Read the data, and whenever a line holds the word "Clone", report that line.

*** THE DATA

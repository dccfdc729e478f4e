//! Saga / process-manager mechanics (framework only, no business rules).
//!
//! - Explicit state machines per saga
//! - Event-driven transitions
//! - Compensating actions expressed as commands
//! - Persistence via the existing event store (append-only, tenant-scoped)
//!
//! Infra is responsible for running sagas, loading/applying saga events to
//! state, and dispatching resulting commands.
//!
//! Design notes:
//! - A saga instance is identified by a correlation id (e.g. a `SalesOrderId`)
//! - Infra computes a deterministic saga aggregate id from the correlation id
//! - Saga state is advanced by emitting saga-specific events into the store
//! - Actions are idempotent; runners must guard against duplicate deliveries

use serde::{Serialize, de::DeserializeOwned};
use serde_json::Value as JsonValue;

use stockflow_core::{AggregateId, TenantId};

use crate::EventEnvelope;

/// Actions a saga can emit in response to an incoming domain event.
#[derive(Debug, Clone, PartialEq, Eq, Serialize, serde::Deserialize)]
#[serde(tag = "kind", rename_all = "snake_case")]
pub enum SagaAction {
    /// Append a saga event (JSON payload) to this saga's stream.
    Emit {
        event_type: String,
        payload: JsonValue,
    },
    /// Dispatch a command to a target aggregate.
    Command {
        aggregate_type: String,
        command_type: String,
        payload: JsonValue,
    },
    /// Dispatch a compensating command to undo prior side-effects.
    Compensate {
        aggregate_type: String,
        command_type: String,
        payload: JsonValue,
    },
    /// Mark saga as completed (infra may emit a terminal saga event).
    Complete,
}

/// Saga contract (mechanics only).
///
/// Implementors define:
/// - a typed state (encodes the explicit state machine)
/// - how to correlate incoming events to saga instances
/// - how to react to incoming events given current state
/// - how to apply saga events to mutate state
pub trait Saga: Send + Sync + 'static {
    /// Typed state machine (must be serde for persistence).
    type State: Clone + Default + Serialize + DeserializeOwned + Send + Sync + 'static;
    /// JSON-wrapped saga events (persisted in the event store).
    type SagaEvent: Serialize + DeserializeOwned + Send + Sync + 'static;
    /// Correlation id (e.g. `SalesOrderId`), used to route events to a saga instance.
    type CorrelationId: Clone + Send + Sync + 'static;

    /// Stable saga type identifier (used as aggregate_type, e.g. "saga.order_to_cash").
    fn saga_type() -> &'static str;

    /// Extract correlation id from a domain event envelope (None if not relevant).
    fn correlate(envelope: &EventEnvelope<JsonValue>) -> Option<Self::CorrelationId>;

    /// Compute deterministic saga aggregate id from correlation id (per-tenant).
    fn saga_id(tenant_id: TenantId, correlation: &Self::CorrelationId) -> AggregateId;

    /// Return initial state for a new saga instance.
    fn initial_state(_tenant_id: TenantId, _correlation: &Self::CorrelationId) -> Self::State {
        Self::State::default()
    }

    /// Apply a saga event to mutate state (explicit state machine transitions).
    fn apply(state: &mut Self::State, event: &Self::SagaEvent);

    /// React to an incoming domain event, producing zero or more actions.
    ///
    /// Infra will:
    /// - persist any `Emit` events and re-apply them to state
    /// - execute `Command`/`Compensate` via a dispatcher
    /// - persist a terminal event for `Complete` if desired
    fn react(
        state: &Self::State,
        tenant_id: TenantId,
        correlation: &Self::CorrelationId,
        incoming: &EventEnvelope<JsonValue>,
    ) -> Vec<SagaAction>;
}
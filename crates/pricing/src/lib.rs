//! Line and document monetary totals.
//!
//! Pure, deterministic arithmetic over exact decimals (no IO, no rounding).
//! Discount applies before tax; that ordering is a contract, not an accident.
//! Callers that need currency rounding apply it at presentation time.

pub mod totals;

pub use totals::{DocumentTotals, LineInput, LineTotals, document_totals, line_total};
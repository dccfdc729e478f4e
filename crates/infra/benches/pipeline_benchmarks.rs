use std::collections::HashMap;
use std::sync::{Arc, RwLock};

use chrono::Utc;
use criterion::{BenchmarkId, Criterion, Throughput, black_box, criterion_group, criterion_main};
use rust_decimal_macros::dec;
use serde_json::Value as JsonValue;

use stockflow_core::{AggregateId, TenantId};
use stockflow_events::{EventEnvelope, InMemoryEventBus};
use stockflow_infra::command_dispatcher::CommandDispatcher;
use stockflow_infra::event_store::InMemoryEventStore;
use stockflow_orders::{
    AddLine, CreateSalesOrder, PipelineStage, RecordLineQuantity, SalesOrder, SalesOrderCommand,
    SalesOrderId, SalesOrderStatus,
};

type Bus = InMemoryEventBus<EventEnvelope<JsonValue>>;
type Dispatcher = CommandDispatcher<Arc<InMemoryEventStore>, Arc<Bus>>;

fn dispatcher() -> Dispatcher {
    let store = Arc::new(InMemoryEventStore::new());
    let bus: Arc<Bus> = Arc::new(InMemoryEventBus::new());
    CommandDispatcher::new(store, bus)
}

fn dispatch(d: &Dispatcher, tenant_id: TenantId, order_id: SalesOrderId, cmd: SalesOrderCommand) {
    d.dispatch(tenant_id, order_id.0, "orders.sales_order", cmd, |_, id| {
        SalesOrder::empty(SalesOrderId::new(id))
    })
    .unwrap();
}

fn create_order_with_line(d: &Dispatcher, tenant_id: TenantId) -> SalesOrderId {
    let order_id = SalesOrderId::new(AggregateId::new());
    dispatch(
        d,
        tenant_id,
        order_id,
        SalesOrderCommand::CreateSalesOrder(CreateSalesOrder {
            tenant_id,
            order_id,
            display_id: format!("SO-{}", order_id.0),
            customer_id: None,
            occurred_at: Utc::now(),
        }),
    );
    dispatch(
        d,
        tenant_id,
        order_id,
        SalesOrderCommand::AddLine(AddLine {
            tenant_id,
            order_id,
            item_id: None,
            item_name: "Widget A".to_string(),
            sku: None,
            quantity: 1_000_000,
            unit_price: dec!(100),
            discount_percent: dec!(0),
            tax_rate: dec!(0),
            occurred_at: Utc::now(),
        }),
    );
    dispatch(
        d,
        tenant_id,
        order_id,
        SalesOrderCommand::ChangeOrderStatus(stockflow_orders::ChangeOrderStatus {
            tenant_id,
            order_id,
            next: SalesOrderStatus::Submitted,
            occurred_at: Utc::now(),
        }),
    );
    order_id
}

/// Naive CRUD baseline: direct key-value counter updates, no events, no history.
#[derive(Debug, Default)]
struct NaiveCounterStore {
    inner: RwLock<HashMap<(TenantId, AggregateId), u32>>,
}

impl NaiveCounterStore {
    fn set(&self, tenant_id: TenantId, order_id: AggregateId, allocated: u32) {
        let mut map = self.inner.write().unwrap();
        map.insert((tenant_id, order_id), allocated);
    }
}

fn bench_order_creation(c: &mut Criterion) {
    let mut group = c.benchmark_group("order_creation");
    group.throughput(Throughput::Elements(1));

    group.bench_function("dispatch_create_with_line", |b| {
        let d = dispatcher();
        let tenant_id = TenantId::new();
        b.iter(|| {
            black_box(create_order_with_line(&d, tenant_id));
        });
    });

    group.finish();
}

fn bench_quantity_recording(c: &mut Criterion) {
    let mut group = c.benchmark_group("quantity_recording");

    for advances in [16u32, 64, 256] {
        group.throughput(Throughput::Elements(advances as u64));

        group.bench_with_input(
            BenchmarkId::new("event_sourced", advances),
            &advances,
            |b, &advances| {
                b.iter_batched(
                    || {
                        let d = dispatcher();
                        let tenant_id = TenantId::new();
                        let order_id = create_order_with_line(&d, tenant_id);
                        (d, tenant_id, order_id)
                    },
                    |(d, tenant_id, order_id)| {
                        for n in 1..=advances {
                            dispatch(
                                &d,
                                tenant_id,
                                order_id,
                                SalesOrderCommand::RecordLineQuantity(RecordLineQuantity {
                                    tenant_id,
                                    order_id,
                                    line_no: 1,
                                    stage: PipelineStage::Allocated,
                                    quantity: n,
                                    occurred_at: Utc::now(),
                                }),
                            );
                        }
                    },
                    criterion::BatchSize::SmallInput,
                );
            },
        );

        group.bench_with_input(
            BenchmarkId::new("naive_crud", advances),
            &advances,
            |b, &advances| {
                let store = NaiveCounterStore::default();
                let tenant_id = TenantId::new();
                let order_id = AggregateId::new();
                b.iter(|| {
                    for n in 1..=advances {
                        store.set(tenant_id, order_id, black_box(n));
                    }
                });
            },
        );
    }

    group.finish();
}

criterion_group!(benches, bench_order_creation, bench_quantity_recording);
criterion_main!(benches);
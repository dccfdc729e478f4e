//! Event publishing/subscription abstraction (mechanics only).
//!
//! The bus is the transport layer for events *after* they have been persisted
//! to the event store. It is intentionally lightweight:
//!
//! - transport-agnostic (in-memory channels today, a broker later)
//! - at-least-once delivery; consumers must be idempotent
//! - no persistence — the event store is the source of truth, so a failed
//!   publication can always be retried from the store

use std::sync::Arc;
use std::sync::mpsc::Receiver;
use std::time::Duration;

/// A subscription to an event stream.
///
/// Each subscription gets a copy of all events published to the bus
/// (broadcast semantics). Designed for single-threaded consumption.
#[derive(Debug)]
pub struct Subscription<M> {
    receiver: Receiver<M>,
}

impl<M> Subscription<M> {
    pub fn new(receiver: Receiver<M>) -> Self {
        Self { receiver }
    }

    /// Block until the next message is available.
    pub fn recv(&self) -> Result<M, std::sync::mpsc::RecvError> {
        self.receiver.recv()
    }

    /// Try to receive a message without blocking.
    pub fn try_recv(&self) -> Result<M, std::sync::mpsc::TryRecvError> {
        self.receiver.try_recv()
    }

    /// Block for up to `timeout` waiting for a message.
    pub fn recv_timeout(&self, timeout: Duration) -> Result<M, std::sync::mpsc::RecvTimeoutError> {
        self.receiver.recv_timeout(timeout)
    }
}

/// Domain-agnostic event bus (pub/sub abstraction).
///
/// `publish()` can fail (bus full, transport error). Since events are already
/// persisted by the time they are published, retrying publication is safe.
pub trait EventBus<M>: Send + Sync {
    type Error: core::fmt::Debug + Send + Sync + 'static;

    fn publish(&self, message: M) -> Result<(), Self::Error>;

    fn subscribe(&self) -> Subscription<M>;
}

impl<M, B> EventBus<M> for Arc<B>
where
    B: EventBus<M> + ?Sized,
{
    type Error = B::Error;

    fn publish(&self, message: M) -> Result<(), Self::Error> {
        (**self).publish(message)
    }

    fn subscribe(&self) -> Subscription<M> {
        (**self).subscribe()
    }
}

******

**ANSWER TO THIS TASK**
#[derive(Debug, Clone, PartialEq, Eq, Serialize, serde::Deserialize)]
    type State: Clone + Default + Serialize + DeserializeOwned + Send + Sync + 'static;
    type CorrelationId: Clone + Send + Sync + 'static;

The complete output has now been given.